The letter has been written in conjunction with The Prince of Wales’s Accounting for Sustainability Project, which works alongside the Accounting Bodies Network (ABN) to represent more than one million professionals across the world.

The signatories (see list below) have outlined that initial action plans governments submitted to the UN ahead of COP21 had fallen short of reaching the goal of 2 degree global temperature limit vital to slow global warming.

Any deal reached in Paris will be underpinned by these action plans, called Intended Nationally Determined Contributions (INDC), which explain how each country will cut their carbon emissions and by how much.

Whether countries will follow through with their climate-saving targets is still difficult to forecast.

"INDC’s are deeply flawed," Cass said.

"Developing countries rejected the idea of [INDCs] having common metrics or formats that would allow carbon emissions to be evaluated and compared", he continued.

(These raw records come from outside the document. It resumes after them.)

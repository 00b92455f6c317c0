//! Boundary-case coverage for the opcode/raster/plane decoders (§8), driven
//! entirely through the public `decode_*` entry points.

use ironrdp_bitmap_rle::{decode_16, decode_32};
use rstest::rstest;

fn rgb565(r5: u16, g6: u16, b5: u16) -> u16 {
    (r5 << 11) | (g6 << 5) | b5
}

fn le(pixel: u16) -> [u8; 2] {
    pixel.to_le_bytes()
}

#[test]
fn empty_row_advance_on_entry() {
    // x == width at decoder entry forces an immediate scanline advance before
    // the very first pixel; prev_line is null on that first (bottom) row.
    let red = rgb565(0x1F, 0, 0);
    let mut input = vec![0x81]; // Copy (hi=8 -> opcode 4), count = 1.
    input.extend(le(red));
    let mut out = [0u8; 4];
    assert!(decode_16(&mut out, 1, 1, 1, 1, &input));
    assert_eq!(out, [255, 0, 0, 255]);
}

#[test]
fn fill_after_fill_inserts_mix_not_at_stream_start() {
    // Row of 3: first Fill (count=1) establishes last_opcode=Fill without
    // triggering insert_mix (it's the very first command). The second Fill
    // (count=2) immediately follows another Fill, so its first pixel is
    // emitted as `mix` (no previous line) instead of the usual zero fill.
    let input = [0x01, 0x02];
    let mut out = [0u8; 3 * 4];
    assert!(decode_16(&mut out, 3, 1, 3, 1, &input));
    // pixel0: plain Fill, no above -> 0 -> rgb565(0) -> rgba (0,0,0,255).
    assert_eq!(&out[0..4], [0, 0, 0, 255]);
    // pixel1: insert_mix pixel -> mix (all-ones) -> rgb565(0xFFFF) -> white.
    assert_eq!(&out[4..8], [255, 255, 255, 255]);
    // pixel2: remainder of the second Fill's count, no above -> 0.
    assert_eq!(&out[8..12], [0, 0, 0, 255]);
}

#[test]
fn fill_or_mix_count_zero_normalizes_to_extra_plus_one() {
    // hi=4 -> opcode 2 (Fill-Or-Mix); count field 0, offset 32, is_fom -> count = extra + 1 = 1.
    // The one Fill-Or-Mix pixel then reads one mask byte; bit 0 set selects `mix`.
    let input = [0x40, 0x00, 0x01];
    let mut out = [0u8; 4];
    assert!(decode_16(&mut out, 1, 1, 1, 1, &input));
    assert_eq!(out, [255, 255, 255, 255]);
}

#[test]
fn plain_fill_count_zero_normalizes_to_extra_plus_offset() {
    // hi=0 -> opcode 0 (Fill); count field 0, offset 32, non-fom -> count = extra + offset = 3 + 32 = 35.
    // Single-row, no previous line, so every one of the 35 Fill pixels is zero.
    let input = [0x00, 0x03];
    let mut out = [0u8; 35 * 4];
    assert!(decode_16(&mut out, 35, 1, 35, 1, &input));
    assert!(out.chunks_exact(4).all(|pixel| pixel == [0, 0, 0, 255]));
}

#[test]
fn long_form_count_drives_a_mix_run() {
    // hi=0xF, opcode=1 (Mix), count read as two LE bytes = 4. Plain Mix never
    // reads a mix operand from the stream (only SetMix opcodes 6/7 do); the
    // register defaults to all-ones.
    let input = [0xF1, 0x04, 0x00];
    let mut out = [0u8; 2 * 2 * 4];
    assert!(decode_16(&mut out, 2, 2, 2, 2, &input));
    // Bottom row (decoded first) has no previous line -> value is `mix` (all-ones) directly.
    assert_eq!(&out[8..12], [255, 255, 255, 255]);
    // Top row XORs against the all-ones bottom row with the all-ones mix -> zero.
    assert_eq!(&out[0..4], [0, 0, 0, 255]);
}

#[rstest]
#[case::even_count(2, 4)] // count=2 bicolour units -> 4 pixels alternating colour1,colour2.
#[case::odd_count(1, 2)]
fn bicolour_run_pairs_colours(#[case] count_field: u8, #[case] expected_pixels: usize) {
    let colour1 = rgb565(0x1F, 0, 0); // red
    let colour2 = rgb565(0, 0, 0x1F); // blue
    let mut input = vec![0xE0 | count_field]; // hi=0xE -> opcode 8 (Bicolour).
    input.extend(le(colour1));
    input.extend(le(colour2));
    let width = expected_pixels;
    let mut out = vec![0u8; width * 4];
    assert!(decode_16(&mut out, width, 1, width, 1, &input));
    for pixel in 0..expected_pixels {
        let expected = if pixel % 2 == 0 { [255, 0, 0, 255] } else { [0, 0, 255, 255] };
        assert_eq!(&out[pixel * 4..pixel * 4 + 4], expected, "pixel {pixel}");
    }
}

#[rstest]
#[case::fill_or_mix_1(0x09)] // opcode 9 -> mask fixed to 0x03.
#[case::fill_or_mix_2(0x0A)] // opcode 0xA -> mask fixed to 0x05.
fn fixed_fill_or_mix_masks_read_no_extra_bytes(#[case] fom_opcode: u8) {
    // hi=0xF selects the long form; these two opcodes get a fixed count of 8
    // per the count-extraction table and never read a mask byte from the stream.
    let code = 0xF0 | fom_opcode;
    let input = [code];
    let mut out = [0u8; 8 * 4];
    assert!(decode_16(&mut out, 8, 1, 8, 1, &input));
}

#[test]
fn plane_decoder_first_row_then_delta_row() {
    // 1x2 32bpp raster: bottom row (row 1, decoded first) is a literal, the
    // top row (row 0) is a zigzag delta against it.
    let mut input = vec![0x10u8];
    // Plane B (offset+3): first row literal 0x40, second row delta -> zigzag(0x02)=+1 -> 0x41.
    input.extend([0x10, 0x40, 0x10, 0x02]);
    // Plane G (offset+2): literal 0x10, then delta zigzag(0x01)=-1 -> 0x0F.
    input.extend([0x10, 0x10, 0x10, 0x01]);
    // Plane R (offset+1): literal 0x20, then delta zigzag(0x00)=0 -> 0x20.
    input.extend([0x10, 0x20, 0x10, 0x00]);
    // Plane A (offset+0): literal 0xFF, then delta zigzag(0x00)=0 -> 0xFF.
    input.extend([0x10, 0xFF, 0x10, 0x00]);

    let mut out = [0u8; 1 * 2 * 4];
    assert!(decode_32(&mut out, 1, 2, 1, 2, &input));
    // Row 1 (bottom, decoded first): B=0x40,G=0x10,R=0x20,A=0xFF -> RGBA (0x20,0x10,0x40,0xFF).
    assert_eq!(&out[4..8], [0x20, 0x10, 0x40, 0xFF]);
    // Row 0 (top): B=0x41,G=0x0F,R=0x20,A=0xFF -> RGBA (0x20,0x0F,0x41,0xFF).
    assert_eq!(&out[0..4], [0x20, 0x0F, 0x41, 0xFF]);
}

#[test]
fn thirty_two_bpp_requires_header_byte() {
    let mut out = [0u8; 4];
    assert!(!decode_32(&mut out, 1, 1, 1, 1, &[0x00]));
}
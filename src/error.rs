//! Error types for this crate.
//!
//! Each fallible subsystem gets its own enum with a hand-written `Display`/`Error`
//! impl, following the convention of the reference codebase's own bitmap and
//! bulk-compression codecs. [`DecodeError`] unifies them at the public boundary.

use core::fmt;

/// Errors raised by the depth-1/2/3 scanline raster engine.
#[derive(Debug, Clone, Copy, PartialEq, Eq)]
pub enum RasterError {
    /// The input was exhausted while reading a command byte or an operand.
    UnexpectedEof,
    /// A command byte decoded to an opcode this engine does not implement.
    UnknownOpcode { opcode: u8 },
    /// The opcode stream tried to advance past row 0 of the raster.
    RasterOverrun,
}

impl fmt::Display for RasterError {
    fn fmt(&self, f: &mut fmt::Formatter<'_>) -> fmt::Result {
        match self {
            Self::UnexpectedEof => write!(f, "input exhausted while reading a command or operand"),
            Self::UnknownOpcode { opcode } => write!(f, "unknown raster opcode {opcode:#04x}"),
            Self::RasterOverrun => write!(f, "opcode stream overran the raster (wrote past row 0)"),
        }
    }
}

impl core::error::Error for RasterError {}

/// Errors raised by the 32 BPP plane decoder.
#[derive(Debug, Clone, Copy, PartialEq, Eq)]
pub enum PlaneError {
    /// The leading `0x10` plane-format marker was missing.
    MissingHeader,
    /// The input was exhausted while reading a plane code byte or delta/literal byte.
    UnexpectedEof,
    /// A plane's run lengths would write past the end of a scanline.
    RowOverrun,
    /// The four planes together did not consume exactly `size` input bytes.
    SizeMismatch { expected: usize, actual: usize },
}

impl fmt::Display for PlaneError {
    fn fmt(&self, f: &mut fmt::Formatter<'_>) -> fmt::Result {
        match self {
            Self::MissingHeader => write!(f, "32 bpp stream is missing the 0x10 plane header"),
            Self::UnexpectedEof => write!(f, "input exhausted while decoding a plane"),
            Self::RowOverrun => write!(f, "plane run length overran a scanline"),
            Self::SizeMismatch { expected, actual } => {
                write!(f, "plane decoder consumed {actual} bytes, expected {expected}")
            }
        }
    }
}

impl core::error::Error for PlaneError {}

/// Unified error returned by the public decode entry points.
#[derive(Debug, thiserror::Error)]
pub enum DecodeError {
    #[error("output or input dimensions are invalid (zero width/height, or size overflow)")]
    InvalidDimensions,

    #[error("failed to allocate the scratch native-depth raster")]
    Alloc,

    #[error("raster decode failed: {0}")]
    Raster(#[from] RasterError),

    #[error("plane decode failed: {0}")]
    Plane(#[from] PlaneError),
}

Given INDCs are nationally determined, different countries will focus on different carbon-lowering mitigation, adaptation and development goals.

Yet a crux of Cass’ argument is the lack of metric continuity within INDCs, which takes value away from the entire COP21 process.
"It is clear the INDCs simply show that most developing countries will continue on their emissions baseline trajectory or at weaker level".

Regardless of the turmoil surrounding INDCs and the open letter from rejects the idea accountants have the right skills to monetize issues of climate change for commercial reasons.

"The effect [of accountants measuring the environment] would weaken the quality of our financial accounting, which is a tremendously important function in a free market economy.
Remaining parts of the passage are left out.